O trecho final do discurso de Collor retoma o compromisso de fortalecimento da Sudene, paralelamente a uma política de valorização de seus técnicos e servidores. Obcecado pelo projeto de candidatura presidencial, o governador assegura uma autarquia forte e a retomada do prestígio de seus quadros técnicos. “Com esta instituição já me sentia, e me sentirei eternamente comprometido com os técnicos desta Casa, que sofreram tantas críticas infundadas, e que eu aqui quero me solidarizar com todos. A esses técnicos honestos que carregam este piano, que mantêm ainda acesa em seus corações a esperança de ver a Sudene retornar aos seus áureos tempos, e nós haveremos de fazê-lo, aos técnicos desta instituição, os meus agradecimentos, por estarem mantendo acesa esta esperança”, discursou repetidamente.
Vencedor das eleições, ao derrotar o petista Luiz Inácio Lula da Silva, no segundo turno, o ex-governador de Alagoas assume e toma as primeiras medidas na contramão do que tinha prometido na campanha, como o confisco da poupança, parte do plano de combate à inflação. Entre as decisões, manda 582 servidores da Sudene para casa, em disponibilidade, recebendo 50% do salário. “É revitalizando a nossa Sudene, fazendo com que se torne um instrumento de ponta do nosso desenvolvimento (...) que nós estaremos trilhando ou iniciando o trilhamento do caminho da nossa redenção”, aponta a direção.
No discurso de despedida da Sudene, Collor – que em manifestações anteriores à imprensa denunciava a a corrupção nos órgãos do poder público – também antevê um quadro de bem-estar social no futuro, a partir de novas concepções e políticas de governo: “Nós queremos, sim, o bem-estar social. E só se consegue, só se alcança se tivermos uma política econômica coerente, uma política industrial, uma política agrícola, políticas essas que se entrelacem dentro deste objetivo de crescer, hoje, no mínimo, 7% ao ano (...) Nós precisamos, rigorosamente, repensar este País”, exalta aos conselheiros.

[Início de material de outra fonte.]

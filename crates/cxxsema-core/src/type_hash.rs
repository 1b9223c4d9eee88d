//! Deterministic hash-based identity for types and functions.
//!
//! This module provides [`TypeHash`], a 64-bit hash identifying types,
//! functions, methods, constructors, and conversion operators. Hashes are
//! computed deterministically from qualified names and signatures, so the
//! same declaration always maps to the same identity regardless of
//! registration order, and overloads with different parameter lists get
//! distinct identities.
//!
//! # Hash Computation
//!
//! Uses XXHash64 with domain-specific mixing constants so that entities of
//! different kinds (a type named `f` vs. a function named `f`) never collide
//! by construction.
//!
//! # Examples
//!
//! ```
//! use cxxsema_core::TypeHash;
//!
//! let a = TypeHash::from_name("ns::Widget");
//! let b = TypeHash::from_name("ns::Widget");
//! assert_eq!(a, b); // deterministic
//!
//! let f1 = TypeHash::from_function("draw", &[TypeHash::from_name("ns::Widget")]);
//! let f2 = TypeHash::from_function("draw", &[TypeHash::from_name("ns::Canvas")]);
//! assert_ne!(f1, f2); // different signatures, different identities
//! ```

use std::fmt;
use xxhash_rust::xxh64::xxh64;

/// Domain-specific mixing constants for hash computation.
///
/// Each entity kind gets its own marker so same-named entities of different
/// kinds produce distinct hashes.
pub mod hash_constants {
    /// Separator constant used when folding parameter lists.
    pub const SEP: u64 = 0x9b6a3f82d14c07e5;

    /// Domain marker for type hashes.
    pub const TYPE: u64 = 0x63d81fa40b97c2ee;

    /// Domain marker for free-function hashes.
    pub const FUNCTION: u64 = 0x1f4e9c2b785da630;

    /// Domain marker for member-function hashes.
    pub const METHOD: u64 = 0xd27b64e09c3a51f8;

    /// Domain marker for constructor hashes.
    pub const CONSTRUCTOR: u64 = 0x85c1da3e6f40b927;

    /// Domain marker for conversion-operator hashes.
    pub const CONVERSION_OPERATOR: u64 = 0x4a90e7d52c863b1f;

    /// Parameter position mixing constants; position `i` beyond the table
    /// falls back to the first marker offset by `i`.
    pub const PARAM_MARKERS: [u64; 8] = [
        0x9e3779b97f4a7c15,
        0xc2b2ae3d27d4eb4f,
        0x165667b19e3779f9,
        0x27d4eb2f165667c5,
        0x85ebca77c2b2ae63,
        0xff51afd7ed558ccd,
        0xc4ceb9fe1a85ec53,
        0x2545f4914f6cdd1d,
    ];
}

/// A deterministic 64-bit hash identifying a type or function.
///
/// Computed from the qualified name (for types) or name + signature (for
/// functions). The engine treats these as opaque, comparably-equal
/// identities; the only structure it relies on is determinism.
#[derive(Clone, Copy, PartialEq, Eq, Hash, PartialOrd, Ord)]
#[repr(transparent)]
pub struct TypeHash(pub u64);

impl TypeHash {
    /// Empty/invalid hash constant.
    pub const EMPTY: TypeHash = TypeHash(0);

    /// Create a type hash from a qualified type name.
    #[inline]
    pub fn from_name(name: &str) -> Self {
        TypeHash(hash_constants::TYPE ^ xxh64(name.as_bytes(), 0))
    }

    /// Create a free-function hash from name and parameter type hashes.
    ///
    /// Parameter order matters: `(int, float)` and `(float, int)` yield
    /// different hashes, so overloads stay distinct.
    #[inline]
    pub fn from_function(name: &str, param_hashes: &[TypeHash]) -> Self {
        let hash = hash_constants::FUNCTION ^ xxh64(name.as_bytes(), 0);
        TypeHash(fold_params(hash, param_hashes))
    }

    /// Create a member-function hash from owner, name, parameters, and
    /// member cv-qualification.
    #[inline]
    pub fn from_method(
        owner: TypeHash,
        name: &str,
        param_hashes: &[TypeHash],
        is_const: bool,
    ) -> Self {
        let const_bit = if is_const { 1 } else { 0 };
        let hash = hash_constants::METHOD ^ owner.0 ^ xxh64(name.as_bytes(), 0) ^ const_bit;
        TypeHash(fold_params(hash, param_hashes))
    }

    /// Create a constructor hash from owner type and parameter type hashes.
    ///
    /// Constructors have no name of their own; owner + parameter list
    /// identifies them.
    #[inline]
    pub fn from_constructor(owner: TypeHash, param_hashes: &[TypeHash]) -> Self {
        let hash = hash_constants::CONSTRUCTOR ^ owner.0;
        TypeHash(fold_params(hash, param_hashes))
    }

    /// Create a conversion-operator hash from owner, result type, and member
    /// cv-qualification.
    ///
    /// A conversion operator is identified by what it converts *to*; two
    /// `operator int()` declarations on the same class (const and non-const)
    /// remain distinct.
    #[inline]
    pub fn from_operator(owner: TypeHash, result: TypeHash, is_const: bool) -> Self {
        let const_bit = if is_const { 1 } else { 0 };
        TypeHash(hash_constants::CONVERSION_OPERATOR ^ owner.0 ^ result.0.rotate_left(17) ^ const_bit)
    }

    /// Check if this is an empty/invalid hash.
    #[inline]
    pub const fn is_empty(self) -> bool {
        self.0 == 0
    }

    /// Get the underlying u64 value.
    #[inline]
    pub const fn as_u64(self) -> u64 {
        self.0
    }
}

/// Fold a parameter list into a base hash so that order matters.
#[inline]
fn fold_params(mut hash: u64, param_hashes: &[TypeHash]) -> u64 {
    for (i, param) in param_hashes.iter().enumerate() {
        let marker = hash_constants::PARAM_MARKERS
            .get(i)
            .copied()
            .unwrap_or_else(|| hash_constants::PARAM_MARKERS[0].wrapping_add(i as u64));
        // wrapping_mul keeps the fold non-commutative, unlike plain XOR
        hash = hash
            .wrapping_mul(hash_constants::SEP)
            .wrapping_add(marker ^ param.0);
    }
    hash
}

impl fmt::Debug for TypeHash {
    fn fmt(&self, f: &mut fmt::Formatter<'_>) -> fmt::Result {
        write!(f, "TypeHash({:#018x})", self.0)
    }
}

impl fmt::Display for TypeHash {
    fn fmt(&self, f: &mut fmt::Formatter<'_>) -> fmt::Result {
        write!(f, "{:#018x}", self.0)
    }
}

/// Well-known fixed hashes for the C++ fundamental types.
///
/// These are stable sentinel identities, not computed from names, so the
/// conversion classifier can match on them without a registry lookup.
pub mod builtins {
    use super::TypeHash;

    /// Hash for `void`.
    pub const VOID: TypeHash = TypeHash(0xa0f3d14b92c6751e);

    /// Hash for `bool`.
    pub const BOOL: TypeHash = TypeHash(0xb17e94c02a5d83f6);

    /// Hash for `char`.
    pub const CHAR: TypeHash = TypeHash(0xc28a05d13b6e94a7);

    /// Hash for `signed char`.
    pub const SCHAR: TypeHash = TypeHash(0xd39b16e24c7fa5b8);

    /// Hash for `unsigned char`.
    pub const UCHAR: TypeHash = TypeHash(0xe4ac27f35d80b6c9);

    /// Hash for `short`.
    pub const SHORT: TypeHash = TypeHash(0xf5bd38046e91c7da);

    /// Hash for `unsigned short`.
    pub const USHORT: TypeHash = TypeHash(0x06ce49157fa2d8eb);

    /// Hash for `int`.
    pub const INT: TypeHash = TypeHash(0x17df5a2680b3e9fc);

    /// Hash for `unsigned int`.
    pub const UINT: TypeHash = TypeHash(0x28e06b3791c4fa0d);

    /// Hash for `long`.
    pub const LONG: TypeHash = TypeHash(0x39f17c48a2d50b1e);

    /// Hash for `unsigned long`.
    pub const ULONG: TypeHash = TypeHash(0x4a028d59b3e61c2f);

    /// Hash for `long long`.
    pub const LONG_LONG: TypeHash = TypeHash(0x5b139e6ac4f72d40);

    /// Hash for `unsigned long long`.
    pub const ULONG_LONG: TypeHash = TypeHash(0x6c24af7bd6083e51);

    /// Hash for `float`.
    pub const FLOAT: TypeHash = TypeHash(0x7d35b08ce7194f62);

    /// Hash for `double`.
    pub const DOUBLE: TypeHash = TypeHash(0x8e46c19df82a5073);

    /// Hash for `long double`.
    pub const LONG_DOUBLE: TypeHash = TypeHash(0x9f57d2ae093b6184);

    /// Hash for `std::nullptr_t` (the type of `nullptr`).
    pub const NULLPTR: TypeHash = TypeHash(0xb068e3bf1a4c7295);
}

#[cfg(test)]
mod tests {
    use super::*;

    #[test]
    fn type_hash_determinism() {
        let a = TypeHash::from_name("int");
        let b = TypeHash::from_name("int");
        assert_eq!(a, b);

        let c = TypeHash::from_name("geo::Point");
        let d = TypeHash::from_name("geo::Point");
        assert_eq!(c, d);
    }

    #[test]
    fn type_hash_uniqueness() {
        let int_hash = TypeHash::from_name("int");
        let float_hash = TypeHash::from_name("float");
        let point_hash = TypeHash::from_name("Point");

        assert_ne!(int_hash, float_hash);
        assert_ne!(int_hash, point_hash);
        assert_ne!(float_hash, point_hash);
    }

    #[test]
    fn function_hash_overload_distinction() {
        let int_hash = TypeHash::from_name("int");
        let float_hash = TypeHash::from_name("float");

        let f_int = TypeHash::from_function("print", &[int_hash]);
        let f_float = TypeHash::from_function("print", &[float_hash]);
        let f_two = TypeHash::from_function("print", &[int_hash, float_hash]);

        assert_ne!(f_int, f_float);
        assert_ne!(f_int, f_two);
        assert_ne!(f_float, f_two);
    }

    #[test]
    fn function_hash_parameter_order_matters() {
        let int_hash = TypeHash::from_name("int");
        let float_hash = TypeHash::from_name("float");

        let f1 = TypeHash::from_function("foo", &[int_hash, float_hash]);
        let f2 = TypeHash::from_function("foo", &[float_hash, int_hash]);
        assert_ne!(f1, f2);
    }

    #[test]
    fn method_const_qualification_distinct() {
        let owner = TypeHash::from_name("Widget");
        let m1 = TypeHash::from_method(owner, "size", &[], false);
        let m2 = TypeHash::from_method(owner, "size", &[], true);
        assert_ne!(m1, m2);
    }

    #[test]
    fn method_distinct_from_free_function() {
        let owner = TypeHash::from_name("Widget");
        let m = TypeHash::from_method(owner, "draw", &[], false);
        let f = TypeHash::from_function("draw", &[]);
        assert_ne!(m, f);
    }

    #[test]
    fn constructor_hash_per_signature() {
        let owner = TypeHash::from_name("Widget");
        let c0 = TypeHash::from_constructor(owner, &[]);
        let c1 = TypeHash::from_constructor(owner, &[builtins::INT]);
        assert_ne!(c0, c1);
    }

    #[test]
    fn conversion_operator_hash_per_result() {
        let owner = TypeHash::from_name("Rational");
        let to_int = TypeHash::from_operator(owner, builtins::INT, true);
        let to_double = TypeHash::from_operator(owner, builtins::DOUBLE, true);
        assert_ne!(to_int, to_double);
    }

    #[test]
    fn builtins_are_distinct() {
        let all = [
            builtins::VOID,
            builtins::BOOL,
            builtins::CHAR,
            builtins::SCHAR,
            builtins::UCHAR,
            builtins::SHORT,
            builtins::USHORT,
            builtins::INT,
            builtins::UINT,
            builtins::LONG,
            builtins::ULONG,
            builtins::LONG_LONG,
            builtins::ULONG_LONG,
            builtins::FLOAT,
            builtins::DOUBLE,
            builtins::LONG_DOUBLE,
            builtins::NULLPTR,
        ];
        for (i, a) in all.iter().enumerate() {
            for b in &all[i + 1..] {
                assert_ne!(a, b);
            }
        }
    }

    #[test]
    fn empty_hash() {
        assert!(TypeHash::EMPTY.is_empty());
        assert!(!TypeHash::from_name("int").is_empty());
    }
}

Ufanista, Collor prevê uma Região forte e livre da subalternidade na política: “O Nordeste não quer tratamento de primo pobre da Federação. O Nordeste não aceita e não quer esmolas. O Nordeste não mendiga (...). O Nordeste vai mostrar, nos próximos anos, que é uma Região viável, no momento em que nos desprendermos dos grilhões da subalternidade política, do clientelismo político, do paternalismo e de todas as outras formas de opressões (...)”.